Even a grilled steak sandwich gets chef-made mayonnaise, Gruyere and the only fries I've had in the bistro revival that are crisp enough that the French would call them pommes frites.
In the modern standard of sesame tuna, the Asian flavor came through in baby bok choy and other vegetables braised in a mushroom-soy sauce.
Desserts show grand French style. Maybe there's even too much when a wheel of panna cotta, the cream pudding of Italian farmhouses, dresses up in fresh raspberry sauce and wears crisp sesame wafers at rakish angles. On second thought, it's not too much at all.

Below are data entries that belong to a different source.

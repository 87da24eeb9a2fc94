//! Integration tests for NestedRecord trees.

use indexmap::IndexMap;
use rstest::*;
use serde_json::{Value, json};
use stratum_utils::{NestedRecord, RecordError};

#[fixture]
fn flags() -> IndexMap<String, Value> {
	[("built", json!(false)), ("depth", json!(0))]
		.into_iter()
		.map(|(k, v)| (k.to_string(), v))
		.collect()
}

#[rstest]
fn test_serialize_skips_defaults(flags: IndexMap<String, Value>) {
	// Arrange
	let mut root = NestedRecord::new("Root", flags);
	root.set("built", json!(true)).unwrap();
	root.get_child_mut(&["Child"], true)
		.unwrap()
		.set("depth", json!(1))
		.unwrap();

	// Act
	let serialized = serde_json::to_value(&root).unwrap();

	// Assert
	assert_eq!(
		serialized,
		json!({
			"name": "Root",
			"values": {"built": true, "depth": 0},
			"children": {
				"Child": {
					"name": "Child",
					"values": {"built": false, "depth": 1},
					"children": {}
				}
			}
		})
	);
}

#[rstest]
fn test_deleted_subtree_is_gone(flags: IndexMap<String, Value>) {
	// Arrange
	let mut root = NestedRecord::new("Root", flags);
	root.get_child_mut(&["A", "B", "C"], true).unwrap();

	// Act
	let removed = root.get_child_mut(&["A"], false).unwrap().delete_child("B");

	// Assert
	assert_eq!(removed.map(|r| r.children().len()), Some(1));
	assert_eq!(
		root.get_child(&["A", "B"]).unwrap_err(),
		RecordError::ChildNotFound("B".to_string())
	);
	assert_eq!(root.fields().count(), 2);
}
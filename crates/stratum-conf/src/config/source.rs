//! Configuration sources and their priority
//!
//! A value may come from four places: an instance-level override, the body of
//! a configuration declaration, a YAML file, or the process environment. When
//! several of them supply the same field, the [`SourcePriority`] order decides
//! which one wins (instance > class body > YAML > environment by default).

use indexmap::IndexMap;
use serde::Serialize;
use std::fmt;
use std::path::PathBuf;

/// Error type for configuration sources
#[non_exhaustive]
#[derive(Debug, thiserror::Error)]
pub enum SourceError {
	#[error("IO error reading {path}: {source}")]
	Io {
		path: PathBuf,
		#[source]
		source: std::io::Error,
	},

	#[error("YAML error in {path}: {source}")]
	Yaml {
		path: PathBuf,
		#[source]
		source: serde_yaml::Error,
	},

	#[error("Invalid source priority: {0}")]
	InvalidPriority(String),
}

/// Where a configuration value came from.
#[derive(Debug, Clone, Copy, PartialEq, Eq, Hash, Serialize)]
#[serde(rename_all = "snake_case")]
pub enum SourceKind {
	/// Override applied to an already-resolved configuration.
	Instance,
	/// Attribute declared in the configuration body.
	Class,
	/// Entry of the configuration's YAML file.
	Yaml,
	/// Process environment variable.
	Environ,
}

impl SourceKind {
	pub const ALL: [SourceKind; 4] = [
		SourceKind::Instance,
		SourceKind::Class,
		SourceKind::Yaml,
		SourceKind::Environ,
	];

	pub fn names() -> Vec<&'static str> {
		Self::ALL.iter().map(SourceKind::name).collect()
	}

	pub fn name(&self) -> &'static str {
		match self {
			Self::Instance => "CONFIG_INSTANCE",
			Self::Class => "CONFIG_CLASS",
			Self::Yaml => "CONFIG_YAML",
			Self::Environ => "OS_ENVIRON",
		}
	}
}

impl fmt::Display for SourceKind {
	fn fmt(&self, f: &mut fmt::Formatter<'_>) -> fmt::Result {
		f.write_str(self.name())
	}
}

/// Total order of sources, highest priority first.
///
/// Lower index means higher priority. Every [`SourceKind`] appears exactly
/// once.
#[derive(Debug, Clone, PartialEq, Eq)]
pub struct SourcePriority {
	order: Vec<SourceKind>,
}

impl SourcePriority {
	/// Create a custom order.
	///
	/// # Examples
	///
	/// ```
	/// use stratum_conf::config::source::{SourceKind, SourcePriority};
	///
	/// let order = SourcePriority::new(vec![
	///     SourceKind::Instance,
	///     SourceKind::Environ,
	///     SourceKind::Class,
	///     SourceKind::Yaml,
	/// ])
	/// .unwrap();
	/// assert_eq!(order.index_of(SourceKind::Environ), 1);
	/// ```
	pub fn new(order: Vec<SourceKind>) -> Result<Self, SourceError> {
		for kind in SourceKind::ALL {
			let count = order.iter().filter(|k| **k == kind).count();
			if count != 1 {
				return Err(SourceError::InvalidPriority(format!(
					"{} must appear exactly once (found {} times)",
					kind, count
				)));
			}
		}
		if order.len() != SourceKind::ALL.len() {
			return Err(SourceError::InvalidPriority(format!(
				"expected {} sources, got {}",
				SourceKind::ALL.len(),
				order.len()
			)));
		}
		Ok(Self { order })
	}

	pub fn index_of(&self, kind: SourceKind) -> usize {
		self.order
			.iter()
			.position(|k| *k == kind)
			.unwrap_or(self.order.len())
	}

	/// Sources from lowest to highest priority, the order in which candidates
	/// are folded so that higher priorities are compared last.
	pub fn iter_lowest_first(&self) -> impl Iterator<Item = SourceKind> + '_ {
		self.order.iter().rev().copied()
	}
}

impl Default for SourcePriority {
	fn default() -> Self {
		Self {
			order: SourceKind::ALL.to_vec(),
		}
	}
}

/// Read-only snapshot of environment variables.
///
/// The snapshot is taken once; later changes to the process environment are
/// not observed.
#[derive(Debug, Clone, Default)]
pub struct Environment {
	prefix: Option<String>,
	vars: IndexMap<String, String>,
}

impl Environment {
	/// Snapshot the current process environment.
	pub fn from_process() -> Self {
		Self::from_pairs(std::env::vars())
	}

	/// Build a snapshot from explicit pairs.
	///
	/// # Examples
	///
	/// ```
	/// use stratum_conf::config::source::Environment;
	///
	/// let env = Environment::from_pairs([("APP_PORT", "8080")]).with_prefix("APP_");
	/// assert_eq!(env.get("PORT"), Some("8080"));
	/// ```
	pub fn from_pairs<I, K, V>(pairs: I) -> Self
	where
		I: IntoIterator<Item = (K, V)>,
		K: Into<String>,
		V: Into<String>,
	{
		Self {
			prefix: None,
			vars: pairs
				.into_iter()
				.map(|(k, v)| (k.into(), v.into()))
				.collect(),
		}
	}

	/// Look variables up as `{prefix}{name}`.
	pub fn with_prefix(mut self, prefix: impl Into<String>) -> Self {
		self.prefix = Some(prefix.into());
		self
	}

	fn key_name(&self, name: &str) -> String {
		match &self.prefix {
			Some(prefix) => format!("{}{}", prefix, name),
			None => name.to_string(),
		}
	}

	pub fn get(&self, name: &str) -> Option<&str> {
		self.vars.get(&self.key_name(name)).map(String::as_str)
	}

	pub fn contains(&self, name: &str) -> bool {
		self.vars.contains_key(&self.key_name(name))
	}

	pub fn len(&self) -> usize {
		self.vars.len()
	}

	pub fn is_empty(&self) -> bool {
		self.vars.is_empty()
	}
}
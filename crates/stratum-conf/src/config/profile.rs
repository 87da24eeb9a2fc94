//! Deployment profiles
//!
//! The profile names the environment a process runs in. It is usually read
//! from a single environment variable such as `APP_ENV`.

use super::source::Environment;
use serde::Serialize;
use std::fmt;
use std::str::FromStr;

#[derive(Debug, Clone, PartialEq, Eq, thiserror::Error)]
#[error("unknown profile '{0}' (expected one of: local, test, staging, uat, production)")]
pub struct UnknownProfile(pub String);

/// Environment a configuration is resolved for.
#[derive(Debug, Clone, Copy, PartialEq, Eq, Hash, Default, Serialize)]
#[serde(rename_all = "lowercase")]
pub enum Profile {
	#[default]
	Local,
	Test,
	Staging,
	Uat,
	Production,
}

impl Profile {
	pub const ALL: [Profile; 5] = [
		Profile::Local,
		Profile::Test,
		Profile::Staging,
		Profile::Uat,
		Profile::Production,
	];

	pub fn names() -> Vec<&'static str> {
		Self::ALL.iter().map(Profile::name).collect()
	}

	pub fn name(&self) -> &'static str {
		match self {
			Self::Local => "local",
			Self::Test => "test",
			Self::Staging => "staging",
			Self::Uat => "uat",
			Self::Production => "production",
		}
	}

	pub fn is_production(&self) -> bool {
		matches!(self, Self::Production)
	}

	/// Read the profile from `key` in `env`.
	///
	/// A missing variable yields `Ok(None)`; an unrecognised value is an
	/// error.
	///
	/// # Examples
	///
	/// ```
	/// use stratum_conf::config::profile::Profile;
	/// use stratum_conf::config::source::Environment;
	///
	/// let env = Environment::from_pairs([("APP_ENV", "Staging")]);
	/// assert_eq!(Profile::from_env(&env, "APP_ENV").unwrap(), Some(Profile::Staging));
	/// assert_eq!(Profile::from_env(&env, "OTHER").unwrap(), None);
	/// ```
	pub fn from_env(env: &Environment, key: &str) -> Result<Option<Self>, UnknownProfile> {
		env.get(key).map(str::parse).transpose()
	}
}

impl fmt::Display for Profile {
	fn fmt(&self, f: &mut fmt::Formatter<'_>) -> fmt::Result {
		f.write_str(self.name())
	}
}

impl FromStr for Profile {
	type Err = UnknownProfile;

	fn from_str(s: &str) -> Result<Self, Self::Err> {
		match s.trim().to_ascii_lowercase().as_str() {
			"local" | "dev" | "development" => Ok(Self::Local),
			"test" => Ok(Self::Test),
			"staging" => Ok(Self::Staging),
			"uat" => Ok(Self::Uat),
			"production" | "prod" => Ok(Self::Production),
			_ => Err(UnknownProfile(s.to_string())),
		}
	}
}
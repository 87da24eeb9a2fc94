//! Value kinds accepted by configuration fields
//!
//! Configuration values are carried as [`serde_json::Value`]. A field declares
//! which kinds of value it accepts through a [`DataType`]: one primitive
//! [`FieldKind`], or an allow-list of [`KindSpec`]s which may include
//! "list of T" entries.

use serde::{Serialize, Serializer};
use serde_json::Value;
use std::fmt;
use std::str::FromStr;

/// Error returned when a datatype specification cannot be interpreted.
#[derive(Debug, Clone, PartialEq, Eq, thiserror::Error)]
#[error("unsupported datatype specification '{0}' (expected int, str, bool, list[..] or a non-empty list of those)")]
pub struct UnknownDatatype(pub String);

/// Primitive kinds a configuration value may have.
#[derive(Debug, Clone, Copy, PartialEq, Eq, Hash, Serialize)]
#[serde(rename_all = "lowercase")]
pub enum FieldKind {
	Int,
	Str,
	Bool,
}

impl FieldKind {
	pub const ALL: [FieldKind; 3] = [FieldKind::Int, FieldKind::Str, FieldKind::Bool];

	/// Kind of a raw value, or `None` for floats, nulls, lists and mappings.
	pub fn of(value: &Value) -> Option<Self> {
		match value {
			Value::Number(n) if n.is_i64() => Some(Self::Int),
			Value::String(_) => Some(Self::Str),
			Value::Bool(_) => Some(Self::Bool),
			_ => None,
		}
	}

	pub fn name(&self) -> &'static str {
		match self {
			Self::Int => "int",
			Self::Str => "str",
			Self::Bool => "bool",
		}
	}

	pub fn matches(&self, value: &Value) -> bool {
		Self::of(value) == Some(*self)
	}

	/// Coerce `value` into this kind.
	pub fn cast(&self, value: &Value) -> Option<Value> {
		match (self, value) {
			(Self::Int, Value::Number(n)) => n
				.as_i64()
				.or_else(|| n.as_f64().and_then(integral_f64))
				.map(Value::from),
			(Self::Int, Value::String(s)) => s.trim().parse::<i64>().ok().map(Value::from),
			(Self::Int, Value::Bool(b)) => Some(Value::from(i64::from(*b))),
			(Self::Str, Value::String(_)) => Some(value.clone()),
			(Self::Str, Value::Number(n)) => Some(Value::String(n.to_string())),
			(Self::Str, Value::Bool(b)) => Some(Value::String(b.to_string())),
			(Self::Bool, Value::Bool(_)) => Some(value.clone()),
			(Self::Bool, Value::Number(n)) => n.as_i64().map(|i| Value::Bool(i != 0)),
			(Self::Bool, Value::String(s)) => parse_bool_literal(s).map(Value::Bool),
			_ => None,
		}
	}
}

/// Integral floats inside the `i64` range; `i64::MAX as f64` rounds up to 2^63.
fn integral_f64(f: f64) -> Option<i64> {
	(f.fract() == 0.0 && f >= i64::MIN as f64 && f < i64::MAX as f64).then_some(f as i64)
}

impl fmt::Display for FieldKind {
	fn fmt(&self, f: &mut fmt::Formatter<'_>) -> fmt::Result {
		f.write_str(self.name())
	}
}

impl FromStr for FieldKind {
	type Err = UnknownDatatype;

	fn from_str(s: &str) -> Result<Self, Self::Err> {
		match s.trim().to_lowercase().as_str() {
			"int" | "integer" => Ok(Self::Int),
			"str" | "string" => Ok(Self::Str),
			"bool" | "boolean" => Ok(Self::Bool),
			_ => Err(UnknownDatatype(s.to_string())),
		}
	}
}

/// One entry of an allow-list: a primitive kind or a list whose elements
/// each match one of the given kinds.
#[derive(Debug, Clone, PartialEq, Eq)]
pub enum KindSpec {
	Kind(FieldKind),
	ListOf(Vec<FieldKind>),
}

impl KindSpec {
	pub fn matches(&self, value: &Value) -> bool {
		match self {
			Self::Kind(kind) => kind.matches(value),
			Self::ListOf(kinds) => value.as_array().is_some_and(|items| {
				items
					.iter()
					.all(|item| kinds.iter().any(|kind| kind.matches(item)))
			}),
		}
	}

	pub fn cast(&self, value: &Value) -> Option<Value> {
		match self {
			Self::Kind(kind) => kind.cast(value),
			Self::ListOf(kinds) => {
				let items = value.as_array()?;
				items
					.iter()
					.map(|item| kinds.iter().find_map(|kind| kind.cast(item)))
					.collect::<Option<Vec<_>>>()
					.map(Value::Array)
			}
		}
	}
}

impl From<FieldKind> for KindSpec {
	fn from(kind: FieldKind) -> Self {
		Self::Kind(kind)
	}
}

impl fmt::Display for KindSpec {
	fn fmt(&self, f: &mut fmt::Formatter<'_>) -> fmt::Result {
		match self {
			Self::Kind(kind) => write!(f, "{}", kind),
			Self::ListOf(kinds) => {
				let names: Vec<_> = kinds.iter().map(FieldKind::name).collect();
				write!(f, "list[{}]", names.join(", "))
			}
		}
	}
}

impl FromStr for KindSpec {
	type Err = UnknownDatatype;

	fn from_str(s: &str) -> Result<Self, Self::Err> {
		let trimmed = s.trim();
		let lower = trimmed.to_lowercase();

		if let Some(inner) = lower
			.strip_prefix("list[")
			.and_then(|rest| rest.strip_suffix(']'))
		{
			let kinds = inner
				.split(',')
				.map(str::parse::<FieldKind>)
				.collect::<Result<Vec<_>, _>>()
				.map_err(|_| UnknownDatatype(s.to_string()))?;
			return Ok(Self::ListOf(kinds));
		}

		trimmed.parse().map(Self::Kind)
	}
}

/// The kinds a field accepts.
#[derive(Debug, Clone, PartialEq, Eq)]
pub enum DataType {
	Single(FieldKind),
	OneOf(Vec<KindSpec>),
}

impl DataType {
	/// Build an allow-list. Fails on an empty list.
	pub fn one_of<I, S>(specs: I) -> Result<Self, UnknownDatatype>
	where
		I: IntoIterator<Item = S>,
		S: Into<KindSpec>,
	{
		let specs: Vec<KindSpec> = specs.into_iter().map(Into::into).collect();
		if specs.is_empty() {
			return Err(UnknownDatatype("[]".to_string()));
		}
		Ok(Self::OneOf(specs))
	}

	/// Interpret the shorthand forms accepted at declaration time: a kind
	/// name (`"int"`) or `list[..]` spec, or a non-empty array of kind names and `list[..]`
	/// specs.
	pub fn parse_spec(spec: &Value) -> Result<Self, UnknownDatatype> {
		match spec {
			Value::String(s) => s.parse::<DataType>(),
			Value::Array(items) => {
				let specs = items
					.iter()
					.map(|item| match item {
						Value::String(s) => s.parse::<KindSpec>(),
						other => Err(UnknownDatatype(other.to_string())),
					})
					.collect::<Result<Vec<_>, _>>()?;
				Self::one_of(specs)
			}
			other => Err(UnknownDatatype(other.to_string())),
		}
	}

	pub fn matches(&self, value: &Value) -> bool {
		match self {
			Self::Single(kind) => kind.matches(value),
			Self::OneOf(specs) => specs.iter().any(|spec| spec.matches(value)),
		}
	}

	/// Try each accepted kind in declaration order and return the first
	/// successful coercion.
	pub fn cast(&self, value: &Value) -> Option<Value> {
		match self {
			Self::Single(kind) => kind.cast(value),
			Self::OneOf(specs) => specs.iter().find_map(|spec| spec.cast(value)),
		}
	}
}

impl Default for DataType {
	fn default() -> Self {
		Self::Single(FieldKind::Str)
	}
}

impl From<FieldKind> for DataType {
	fn from(kind: FieldKind) -> Self {
		Self::Single(kind)
	}
}

impl FromStr for DataType {
	type Err = UnknownDatatype;

	fn from_str(s: &str) -> Result<Self, Self::Err> {
		match s.parse::<KindSpec>()? {
			KindSpec::Kind(kind) => Ok(Self::Single(kind)),
			list => Ok(Self::OneOf(vec![list])),
		}
	}
}

impl fmt::Display for DataType {
	fn fmt(&self, f: &mut fmt::Formatter<'_>) -> fmt::Result {
		match self {
			Self::Single(kind) => write!(f, "{}", kind),
			Self::OneOf(specs) => {
				let names: Vec<_> = specs.iter().map(ToString::to_string).collect();
				write!(f, "[{}]", names.join(", "))
			}
		}
	}
}

impl Serialize for DataType {
	fn serialize<S: Serializer>(&self, serializer: S) -> Result<S::Ok, S::Error> {
		serializer.collect_str(self)
	}
}

/// Name of a raw value's type, used in error messages.
pub fn type_name(value: &Value) -> &'static str {
	match value {
		Value::Null => "null",
		Value::Bool(_) => "bool",
		Value::Number(n) if n.is_f64() => "float",
		Value::Number(_) => "int",
		Value::String(_) => "str",
		Value::Array(_) => "list",
		Value::Object(_) => "mapping",
	}
}

/// Parse the boolean vocabulary used by environment variables.
pub fn parse_bool_literal(s: &str) -> Option<bool> {
	match s.trim().to_lowercase().as_str() {
		"true" | "1" | "yes" | "on" => Some(true),
		"false" | "0" | "no" | "off" => Some(false),
		_ => None,
	}
}

#[cfg(test)]
mod tests {
	use super::*;
	use rstest::rstest;
	use serde_json::json;

	#[rstest]
	#[case("int", FieldKind::Int)]
	#[case("INT", FieldKind::Int)]
	#[case("Str", FieldKind::Str)]
	#[case("string", FieldKind::Str)]
	#[case("bool", FieldKind::Bool)]
	fn test_kind_from_str(#[case] input: &str, #[case] expected: FieldKind) {
		assert_eq!(input.parse::<FieldKind>().unwrap(), expected);
	}

	#[rstest]
	fn test_kind_of_rejects_non_primitives() {
		assert_eq!(FieldKind::of(&json!(1.5)), None);
		assert_eq!(FieldKind::of(&json!(null)), None);
		assert_eq!(FieldKind::of(&json!([1])), None);
		assert_eq!(FieldKind::of(&json!({"a": 1})), None);
		assert_eq!(FieldKind::of(&json!(7)), Some(FieldKind::Int));
	}

	#[rstest]
	fn test_one_of_matches_any_listed_kind() {
		// Arrange
		let datatype = DataType::one_of([FieldKind::Int, FieldKind::Bool]).unwrap();

		// Assert
		assert!(datatype.matches(&json!(9)));
		assert!(datatype.matches(&json!(true)));
		assert!(!datatype.matches(&json!("True")));
		assert!(!datatype.matches(&json!([9, true])));
	}

	#[rstest]
	fn test_list_spec_matches_homogeneous_sequences() {
		// Arrange
		let datatype = DataType::parse_spec(&json!(["str", "list[int]"])).unwrap();

		// Assert
		assert!(datatype.matches(&json!("x")));
		assert!(datatype.matches(&json!([1, 2, 3])));
		assert!(datatype.matches(&json!([])));
		assert!(!datatype.matches(&json!([1, "2"])));
		assert!(!datatype.matches(&json!(3)));
	}

	#[rstest]
	#[case(json!("float"))]
	#[case(json!([]))]
	#[case(json!(["int", ["bool"]]))]
	#[case(json!(5))]
	fn test_parse_spec_rejects_invalid_forms(#[case] spec: Value) {
		assert!(DataType::parse_spec(&spec).is_err());
	}

	#[rstest]
	fn test_cast_follows_declaration_order() {
		// Arrange
		let int_first = DataType::one_of([FieldKind::Int, FieldKind::Str]).unwrap();
		let str_first = DataType::one_of([FieldKind::Str, FieldKind::Int]).unwrap();

		// Act & Assert
		assert_eq!(int_first.cast(&json!("42")), Some(json!(42)));
		assert_eq!(str_first.cast(&json!("42")), Some(json!("42")));
		assert_eq!(int_first.cast(&json!("abc")), Some(json!("abc")));
	}

	#[rstest]
	#[case(json!(1e20))]
	#[case(json!(18446744073709551615u64))]
	#[case(json!(-1e19))]
	fn test_int_cast_rejects_out_of_range_numbers(#[case] value: Value) {
		assert_eq!(FieldKind::Int.cast(&value), None);
		assert!(!FieldKind::Int.matches(&value));
	}

	#[rstest]
	fn test_int_cast_accepts_integral_floats() {
		assert_eq!(FieldKind::Int.cast(&json!(42.0)), Some(json!(42)));
		assert_eq!(FieldKind::Int.cast(&json!(-1e18)), Some(json!(-1_000_000_000_000_000_000i64)));
	}

	#[rstest]
	fn test_cast_failures_yield_none() {
		assert_eq!(FieldKind::Int.cast(&json!("4.2")), None);
		assert_eq!(FieldKind::Bool.cast(&json!("maybe")), None);
		assert_eq!(FieldKind::Str.cast(&json!(null)), None);
		assert_eq!(
			KindSpec::ListOf(vec![FieldKind::Int]).cast(&json!(["1", "x"])),
			None
		);
	}

	#[rstest]
	fn test_display_formats_specs() {
		let datatype: DataType = "list[int, bool]".parse().unwrap();
		assert_eq!(datatype.to_string(), "[list[int, bool]]");
		assert_eq!(DataType::default().to_string(), "str");
	}
}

Some service is still a little raw, but the only culinary slip was a classic entree salad: greens, apples, goat cheese in a port vinaigrette, but the duck leg was too dry and the lentils needed vinegar.
At dinner, which Ponte has just added, the menu promises to follow the same path of enhancing the familiar: roasted chicken with wild mushrooms, arugula and lemon polenta; salmon lacquered with balsamic; osso bucco with risotto and porcini broth; lamb crusted with walnuts and paired with butternut squash and a zinfandel sauce.
That's more than enough to get me back.
Cafe Ponte
13505 Icot Blvd., Suite 214, Largo
(727) 538-5768
Lunch, $7 to $13; Dinner, $13 to $29.